A Previously Unknown Biographical Sketch of Clark Ashton Smith

Unknown

[The following first appeared in Principal Poets of the World, Volume I (1930-31) (London: The Mitre Press, 1932), p. 182]

SMITH, Clark Ashton, born January 13th, 1893, in Long Valley, California, USA, of Anglo-American parentage. American nationality. Is largely self-educated. In addition to poetry, he has written prose fiction, and has made translations from the French, both in prose and verse. He is also an artist, and has done numerous paintings and drawings, which have been exhibited in San Francisco and New York. He began to write at an early age, and his first volume of verse, The Star-Treader, was published when he was nineteen. At present he is particularly interested in short-story writing, and is contributing to several fiction magazines. Whatever the medium in which he works, his interests and endeavors are toward the purely imaginative rather than the realistic. He is unmarried, and has led an outwardly uneventful life. Address: Auburn, California, U.S.A.

Interrogation

Love, will you look with me
Upon the phosphor-litten labour of the worm—
Time's minister, who toils for his appointed term,
And has for fee
All superannuate loves, and all the loves to be?

Love, can you see, as I,
The corpses, ghosts and demons mingled with the crowd?
The djinns that men have freed, grown turbulent and proud;
Alastor, Asmodai?
And all-unheeded envoys from the stars on high?

Know you the gulfs below,
Where darkling Erebus is driven
Between the molecules–atom from atom riven,
And tossing to and fro,
Incessant, like the souls on Dante's wind of woe?

Know you the deeps above?
The terror and the vertigo of those who gaze too long
Upon the crystal skies unclouded? Are you strong
With me to prove
Even in thought or dream the dreadful pits above?

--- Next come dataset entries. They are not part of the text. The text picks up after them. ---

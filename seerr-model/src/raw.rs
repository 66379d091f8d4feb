//! Upstream record shapes as returned by the recommendation service.
//!
//! These mirror the wire format loosely: every field is optional so a single
//! malformed entry never fails a whole page. The normalizer turns them into
//! [`DiscoveryItem`](crate::DiscoveryItem)s.

use serde::Deserialize;

use crate::item::MediaInfo;

#[derive(Debug, Clone, Default, PartialEq, Deserialize)]
#[serde(rename_all = "camelCase")]
pub struct RawItem {
    pub id: Option<u64>,
    pub media_type: Option<String>,
    pub title: Option<String>,
    pub name: Option<String>,
    pub original_title: Option<String>,
    pub original_name: Option<String>,
    pub overview: Option<String>,
    pub poster_path: Option<String>,
    pub backdrop_path: Option<String>,
    pub release_date: Option<String>,
    pub first_air_date: Option<String>,
    pub vote_average: Option<f64>,
    pub vote_count: Option<u64>,
    pub popularity: Option<f64>,
    #[serde(default)]
    pub genre_ids: Vec<u32>,
    #[serde(default)]
    pub genres: Vec<RawGenre>,
    pub media_info: Option<MediaInfo>,
    pub character: Option<String>,
    pub department: Option<String>,
    pub job: Option<String>,
}

/// Genres arrive either as bare names or as `{id, name}` objects.
#[derive(Debug, Clone, PartialEq, Deserialize)]
#[serde(untagged)]
pub enum RawGenre {
    Name(String),
    Object {
        id: Option<u32>,
        name: Option<String>,
    },
}

impl RawGenre {
    pub fn name(&self) -> Option<&str> {
        match self {
            RawGenre::Name(name) => Some(name),
            RawGenre::Object { name, .. } => name.as_deref(),
        }
    }

    pub fn id(&self) -> Option<u32> {
        match self {
            RawGenre::Name(_) => None,
            RawGenre::Object { id, .. } => *id,
        }
    }
}

#[derive(Debug, Clone, Default, PartialEq, Deserialize)]
#[serde(rename_all = "camelCase")]
pub struct RawCatalogPage {
    pub page: Option<u32>,
    pub total_pages: Option<u32>,
    pub total_results: Option<u64>,
    #[serde(default)]
    pub results: Vec<RawItem>,
}

#[derive(Debug, Clone, Default, PartialEq, Deserialize)]
pub struct RawPersonCredits {
    #[serde(default)]
    pub cast: Vec<RawItem>,
    #[serde(default)]
    pub crew: Vec<RawItem>,
}
//! Boundary to the recommendation proxy.
//!
//! Every fetch reports failure as absence. The cause is logged by the
//! implementation and never reaches the aggregation code.

mod jellyseerr;

pub use jellyseerr::JellyseerrGateway;

use async_trait::async_trait;
use seerr_model::{
    MediaKind, PersonDetails, RawCatalogPage, RawPersonCredits, StudioDetails,
};

#[derive(Debug, thiserror::Error)]
pub enum GatewayError {
    #[error("HTTP error: {0}")]
    Http(#[from] reqwest::Error),

    #[error("upstream returned {status}: {message}")]
    Status { status: u16, message: String },

    #[error("failed to decode {what}: {source}")]
    Decode {
        what: String,
        #[source]
        source: serde_json::Error,
    },

    #[error("invalid upstream base URL: {0}")]
    InvalidBaseUrl(String),

    #[error("no upstream URL configured")]
    NotConfigured,
}

/// A studio or network found by name.
#[derive(Debug, Clone, PartialEq, Eq)]
pub struct NamedMatch {
    pub id: u64,
    pub name: String,
}

/// Outcome of resolving a display name. Either side, both, or neither may
/// be present.
#[derive(Debug, Clone, Default, PartialEq, Eq)]
pub struct SubjectMatch {
    pub studio: Option<NamedMatch>,
    pub network: Option<NamedMatch>,
}

impl SubjectMatch {
    pub fn is_empty(&self) -> bool {
        self.studio.is_none() && self.network.is_none()
    }
}

/// First person hit of a free-text search.
#[derive(Debug, Clone, PartialEq, Eq)]
pub struct PersonSearchHit {
    pub id: u64,
    pub name: String,
}

#[cfg_attr(test, mockall::automock)]
#[async_trait]
pub trait UpstreamGateway: Send + Sync {
    /// Whether a usable upstream endpoint is configured at all.
    fn is_configured(&self) -> bool;

    /// Connectivity probe.
    async fn test_connection(&self) -> Result<(), GatewayError>;

    async fn fetch_person(&self, person_id: u64) -> Option<PersonDetails>;

    async fn fetch_person_credits(
        &self,
        person_id: u64,
    ) -> Option<RawPersonCredits>;

    async fn fetch_studio(&self, studio_id: u64) -> Option<StudioDetails>;

    /// One page of a studio (movie) or network (tv) catalog. `page` is
    /// 1-based.
    async fn fetch_catalog_page(
        &self,
        subject_id: u64,
        kind: MediaKind,
        page: u32,
    ) -> Option<RawCatalogPage>;

    async fn search_person(&self, name: &str) -> Option<PersonSearchHit>;

    async fn resolve_subject_by_name(&self, name: &str) -> SubjectMatch;
}
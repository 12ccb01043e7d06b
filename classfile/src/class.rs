use anyhow::{anyhow, bail, Context, Result};
use crate::bytes::{Put, Reader};
use crate::constants::{attribute, MAGIC};
use crate::pool::Pool;

/// An attribute, with its contents left unparsed.
#[derive(Debug, Clone, PartialEq)]
pub struct AttributeInfo {
	pub name_index: u16,
	pub info: Vec<u8>,
}

impl AttributeInfo {
	fn read(reader: &mut Reader) -> Result<AttributeInfo> {
		let name_index = reader.u16()?;
		let length = reader.u32_len()?;
		let info = reader.take(length)
			.with_context(|| anyhow!("attribute with name index {name_index} claims to be {length} bytes long"))?
			.to_vec();
		Ok(AttributeInfo { name_index, info })
	}

	fn write(&self, out: &mut Vec<u8>) -> Result<()> {
		out.put_u16(self.name_index);
		out.put_u32_len(self.info.len())
			.with_context(|| anyhow!("attribute with name index {} is too long", self.name_index))?;
		out.put_bytes(&self.info);
		Ok(())
	}

	pub fn name(&self, pool: &Pool) -> Result<String> {
		pool.get_utf8(self.name_index).context("while getting attribute name")
	}

	pub(crate) fn read_list(reader: &mut Reader) -> Result<Vec<AttributeInfo>> {
		reader.list(AttributeInfo::read)
	}

	pub(crate) fn write_list(out: &mut Vec<u8>, attributes: &[AttributeInfo]) -> Result<()> {
		out.put_list(attributes, |out, attribute| attribute.write(out))
	}
}

/// A field or a method.
#[derive(Debug, Clone, PartialEq)]
pub struct MemberInfo {
	pub access_flags: u16,
	pub name_index: u16,
	pub descriptor_index: u16,
	pub attributes: Vec<AttributeInfo>,
}

impl MemberInfo {
	fn read(reader: &mut Reader) -> Result<MemberInfo> {
		Ok(MemberInfo {
			access_flags: reader.u16()?,
			name_index: reader.u16()?,
			descriptor_index: reader.u16()?,
			attributes: AttributeInfo::read_list(reader)?,
		})
	}

	fn write(&self, out: &mut Vec<u8>) -> Result<()> {
		out.put_u16(self.access_flags);
		out.put_u16(self.name_index);
		out.put_u16(self.descriptor_index);
		AttributeInfo::write_list(out, &self.attributes)
	}
}

/// A class file, with the constant pool and the top level structure parsed.
///
/// Attributes stay raw bytes, see [`AttributeInfo`].
#[derive(Debug, Clone)]
pub struct ClassFile {
	pub minor_version: u16,
	pub major_version: u16,
	pub pool: Pool,
	pub access_flags: u16,
	pub this_class: u16,
	/// Zero for `java/lang/Object` and `module-info`.
	pub super_class: u16,
	pub interfaces: Vec<u16>,
	pub fields: Vec<MemberInfo>,
	pub methods: Vec<MemberInfo>,
	pub attributes: Vec<AttributeInfo>,
}

impl ClassFile {
	/// Creates a new, empty public class.
	pub fn new(major_version: u16, pool: Pool, this_class: u16, super_class: u16) -> ClassFile {
		ClassFile {
			minor_version: 0,
			major_version,
			pool,
			access_flags: crate::constants::flags::ACC_PUBLIC | crate::constants::flags::ACC_SUPER,
			this_class,
			super_class,
			interfaces: Vec::new(),
			fields: Vec::new(),
			methods: Vec::new(),
			attributes: Vec::new(),
		}
	}

	/// Parses a class file. Fails if there's data after the end of the class.
	pub fn read(bytes: &[u8]) -> Result<ClassFile> {
		let mut reader = Reader::new(bytes);

		let magic = reader.u32().context("failed to read magic")?;
		if magic != MAGIC {
			bail!("invalid magic {magic:#010x}, expected {MAGIC:#010x}: not a class file");
		}

		let minor_version = reader.u16()?;
		let major_version = reader.u16()?;
		let pool = Pool::read(&mut reader).context("while reading the constant pool")?;
		let access_flags = reader.u16()?;
		let this_class = reader.u16()?;
		let super_class = reader.u16()?;
		let interfaces = reader.list(|r| r.u16())?;
		let fields = reader.list(MemberInfo::read).context("while reading fields")?;
		let methods = reader.list(MemberInfo::read).context("while reading methods")?;
		let attributes = AttributeInfo::read_list(&mut reader).context("while reading class attributes")?;

		if reader.remaining() != 0 {
			bail!("{} bytes of trailing data after the end of the class file", reader.remaining());
		}

		Ok(ClassFile {
			minor_version,
			major_version,
			pool,
			access_flags,
			this_class,
			super_class,
			interfaces,
			fields,
			methods,
			attributes,
		})
	}

	pub fn write(&self, writer: &mut impl std::io::Write) -> Result<()> {
		writer.write_all(&self.to_bytes()?).context("failed to write class file")
	}

	/// Converts the class file to binary representation.
	pub fn to_bytes(&self) -> Result<Vec<u8>> {
		let mut out = Vec::new();
		out.put_u32(MAGIC);
		out.put_u16(self.minor_version);
		out.put_u16(self.major_version);
		self.pool.write(&mut out)?;
		out.put_u16(self.access_flags);
		out.put_u16(self.this_class);
		out.put_u16(self.super_class);
		out.put_list(&self.interfaces, |out, &interface| {
			out.put_u16(interface);
			Ok(())
		})?;
		out.put_list(&self.fields, |out, field| field.write(out)).context("while writing fields")?;
		out.put_list(&self.methods, |out, method| method.write(out)).context("while writing methods")?;
		AttributeInfo::write_list(&mut out, &self.attributes).context("while writing class attributes")?;
		Ok(out)
	}

	pub fn name(&self) -> Result<String> {
		self.pool.get_class_name(self.this_class).context("while getting the name of the class")
	}

	pub fn super_name(&self) -> Result<Option<String>> {
		if self.super_class == 0 {
			Ok(None)
		} else {
			self.pool.get_class_name(self.super_class).map(Some).context("while getting the super class name")
		}
	}

	pub fn interface_names(&self) -> Result<Vec<String>> {
		self.interfaces.iter()
			.map(|&index| self.pool.get_class_name(index))
			.collect::<Result<_>>()
			.context("while getting the interface names")
	}

	/// Returns the first class level attribute with the given name.
	pub fn attribute(&self, name: &str) -> Result<Option<&AttributeInfo>> {
		for attribute in &self.attributes {
			if attribute.name(&self.pool)? == name {
				return Ok(Some(attribute));
			}
		}
		Ok(None)
	}

	/// Sets the `SourceFile` attribute, adding one if there's none.
	pub fn set_source_file(&mut self, source_file: &str) -> Result<()> {
		let sourcefile_index = self.pool.put_utf8(source_file)?;
		let info = sourcefile_index.to_be_bytes().to_vec();

		for attribute in &mut self.attributes {
			if attribute.name(&self.pool)? == attribute::SOURCE_FILE {
				attribute.info = info;
				return Ok(());
			}
		}

		let name_index = self.pool.put_utf8(attribute::SOURCE_FILE)?;
		self.attributes.push(AttributeInfo { name_index, info });
		Ok(())
	}
}

#[cfg(test)]
mod testing {
	use anyhow::Result;
	use pretty_assertions::assert_eq;
	use crate::class::{AttributeInfo, ClassFile, MemberInfo};
	use crate::pool::Pool;

	fn class() -> Result<ClassFile> {
		let mut pool = Pool::new();
		let this_class = pool.put_class("a")?;
		let super_class = pool.put_class("java/lang/Object")?;
		let mut class = ClassFile::new(52, pool, this_class, super_class);
		class.interfaces.push(class.pool.put_class("java/lang/Runnable")?);
		class.fields.push(MemberInfo {
			access_flags: 0,
			name_index: class.pool.put_utf8("f")?,
			descriptor_index: class.pool.put_utf8("I")?,
			attributes: vec![],
		});
		Ok(class)
	}

	#[test]
	fn read_write_is_stable() -> Result<()> {
		let bytes = class()?.to_bytes()?;
		let read = ClassFile::read(&bytes)?;
		assert_eq!(read.name()?, "a");
		assert_eq!(read.super_name()?.as_deref(), Some("java/lang/Object"));
		assert_eq!(read.interface_names()?, vec!["java/lang/Runnable"]);
		assert_eq!(read.fields, class()?.fields);
		assert_eq!(read.to_bytes()?, bytes);
		Ok(())
	}

	#[test]
	fn rejects_bad_magic_and_trailing_data() -> Result<()> {
		let bytes = class()?.to_bytes()?;

		let mut bad_magic = bytes.clone();
		bad_magic[0] = 0;
		assert!(ClassFile::read(&bad_magic).is_err());

		let mut trailing = bytes.clone();
		trailing.push(0);
		assert!(ClassFile::read(&trailing).is_err());

		assert!(ClassFile::read(&bytes[..bytes.len() - 1]).is_err());
		Ok(())
	}

	#[test]
	fn source_file_is_added_then_replaced() -> Result<()> {
		let mut class = class()?;
		class.set_source_file("A.java")?;
		class.set_source_file("B.java")?;

		assert_eq!(class.attributes.len(), 1);
		let attribute: &AttributeInfo = &class.attributes[0];
		let index = u16::from_be_bytes([attribute.info[0], attribute.info[1]]);
		assert_eq!(class.pool.get_utf8(index)?, "B.java");
		Ok(())
	}
}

Know you the gulfs within?
The worms and dragons of the charnal caves undared?1
The sombre foam of seas by cryptic sirens shared?
The pestilence and sin
Borne by the flapping shrouds of liches met within?

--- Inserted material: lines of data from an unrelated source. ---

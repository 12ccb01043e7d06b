use std::fs::File;
use std::io::{BufReader, BufWriter};
use std::num::NonZeroUsize;
use std::path::{Path, PathBuf};
use anyhow::{anyhow, Context, Result};
use clap::{ArgAction, Parser, ValueEnum};
use log::{debug, info, LevelFilter};
use mappings::Mappings;
use mappings::srg::McpNames;
use remapper::{ClassOrder, PoolSize, RemapEngine, RunConfig};

#[derive(Clone, Copy, Debug, Default, PartialEq, Eq, ValueEnum)]
enum MappingsFormat {
	#[default]
	/// The ProGuard format Mojang publishes mappings in.
	Mojang,
	/// The tab indented SRG format, optionally with MCP names.
	Srg,
}

/// Remaps the names of classes, fields and methods inside a jar.
#[derive(Debug, Parser)]
#[command(version)]
struct Cli {
	/// The mappings file.
	#[arg(short = 'm', long = "mappings")]
	mappings: PathBuf,

	#[arg(long = "format", value_enum, default_value_t)]
	format: MappingsFormat,

	/// The MCP `fields.csv` for SRG mappings.
	#[arg(long = "srg-fields")]
	srg_fields: Option<PathBuf>,

	/// The MCP `methods.csv` for SRG mappings.
	#[arg(long = "srg-methods")]
	srg_methods: Option<PathBuf>,

	/// The jar to remap.
	#[arg(short = 'i', long = "input")]
	input: PathBuf,

	/// Where to put the remapped jar. Only written if remapping succeeds.
	#[arg(short = 'o', long = "output")]
	output: PathBuf,

	/// The number of threads remapping classes. Zero means no limit.
	#[arg(short = 't', long = "threads")]
	threads: Option<usize>,

	/// The name of the mappings in the log. Defaults to the file name.
	#[arg(long = "name")]
	name: Option<String>,

	/// Write remapped classes in the order they're done, instead of sorted by name.
	#[arg(long = "completion-order")]
	completion_order: bool,

	/// Be verbose, twice for even more output.
	#[arg(short = 'v', long = "verbose", action = ArgAction::Count)]
	verbose: u8,

	/// Only print warnings and errors.
	#[arg(short = 'q', long = "quiet", conflicts_with = "verbose")]
	quiet: bool,
}

impl Cli {
	fn level(&self) -> LevelFilter {
		match (self.quiet, self.verbose) {
			(true, _) => LevelFilter::Warn,
			(false, 0) => LevelFilter::Info,
			(false, 1) => LevelFilter::Debug,
			(false, _) => LevelFilter::Trace,
		}
	}

	fn worker_pool_size(&self) -> PoolSize {
		match self.threads {
			None => PoolSize::default(),
			Some(threads) => NonZeroUsize::new(threads).map_or(PoolSize::Unbounded, PoolSize::Bounded),
		}
	}

	fn run_config(&self, mappings: &Mappings) -> RunConfig {
		RunConfig {
			mappings_name: self.name.clone().unwrap_or_else(|| mappings.name().to_owned()),
			worker_pool_size: self.worker_pool_size(),
			class_order: if self.completion_order { ClassOrder::Completion } else { ClassOrder::Sorted },
		}
	}

	fn read_mappings(&self) -> Result<Mappings> {
		match self.format {
			MappingsFormat::Mojang => mappings::mojang::read_file(&self.mappings),
			MappingsFormat::Srg => {
				let mut names = McpNames::default();
				if let Some(path) = &self.srg_fields {
					names.fields = mappings::srg::read_names_file(path)?;
				}
				if let Some(path) = &self.srg_methods {
					names.methods = mappings::srg::read_names_file(path)?;
				}
				mappings::srg::read_file(&self.mappings, &names)
			},
		}
	}
}

fn setup_logger(level: LevelFilter) -> Result<()> {
	fern::Dispatch::new()
		.format(|out, message, record| {
			out.finish(format_args!(
				"{} {:<5} [{}] {}",
				chrono::Local::now().format("%H:%M:%S%.3f"),
				record.level(),
				record.target(),
				message,
			))
		})
		.level(level)
		.chain(std::io::stderr())
		.apply()
		.context("failed to set up logging")
}

/// Writes next to `path` first, so that a failed write never leaves a broken archive behind.
fn write_output(path: &Path, write: impl FnOnce(BufWriter<File>) -> Result<()>) -> Result<()> {
	let mut temporary = path.as_os_str().to_owned();
	temporary.push(".tmp");
	let temporary = PathBuf::from(temporary);

	let file = File::create(&temporary)
		.with_context(|| anyhow!("failed to create {temporary:?}"))?;

	if let Err(e) = write(BufWriter::new(file)) {
		if let Err(remove) = std::fs::remove_file(&temporary) {
			debug!("failed to remove {temporary:?}: {remove}");
		}
		return Err(e);
	}

	std::fs::rename(&temporary, path)
		.with_context(|| anyhow!("failed to move {temporary:?} to {path:?}"))
}

fn main() -> Result<()> {
	let cli = Cli::parse();
	setup_logger(cli.level())?;

	let start = std::time::Instant::now();

	let mappings = cli.read_mappings()?;
	info!("read {} types from {:?} in {:?}", mappings.len(), cli.mappings, start.elapsed());

	let config = cli.run_config(&mappings);
	let engine = RemapEngine::new(mappings, config);

	let input = File::open(&cli.input)
		.with_context(|| anyhow!("failed to open input jar {:?}", cli.input))?;
	let remapped = engine.run(BufReader::new(input))
		.with_context(|| anyhow!("failed to remap {:?}", cli.input))?;

	write_output(&cli.output, |writer| remapped.write(writer))
		.with_context(|| anyhow!("failed to write output jar {:?}", cli.output))?;

	info!("wrote {:?} in {:?}", cli.output, start.elapsed());
	Ok(())
}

From "Sandalwood." Also published in "Weird Tales."

Bibliography

The Star-Trader [sic] (A. M. Robertson, 1912);
Odes and Sonnets (Book Club of California, 1918);
Ebony and Crystal (Journal Press, 1922);
Sandalwood (Journal Press, 1925).

Contributor to:

London Academy, London Mercury, Munsey's Magazine, Town Talk, Bohemia, Overland Monthly, Lyric West, Smart Set, The Sonnet, Thrill Book, Midland Magazine, Troubadour, Aria, Poetry, Tom-Tom, The Buccaneer, Weird Tales, Oriental Stories, Yale Review, Pearson's Magazine, The Measure, The Recluse, Art World, Bookfellow, Ainslee's.

Anthologies:

Continent's End (Book Club of California).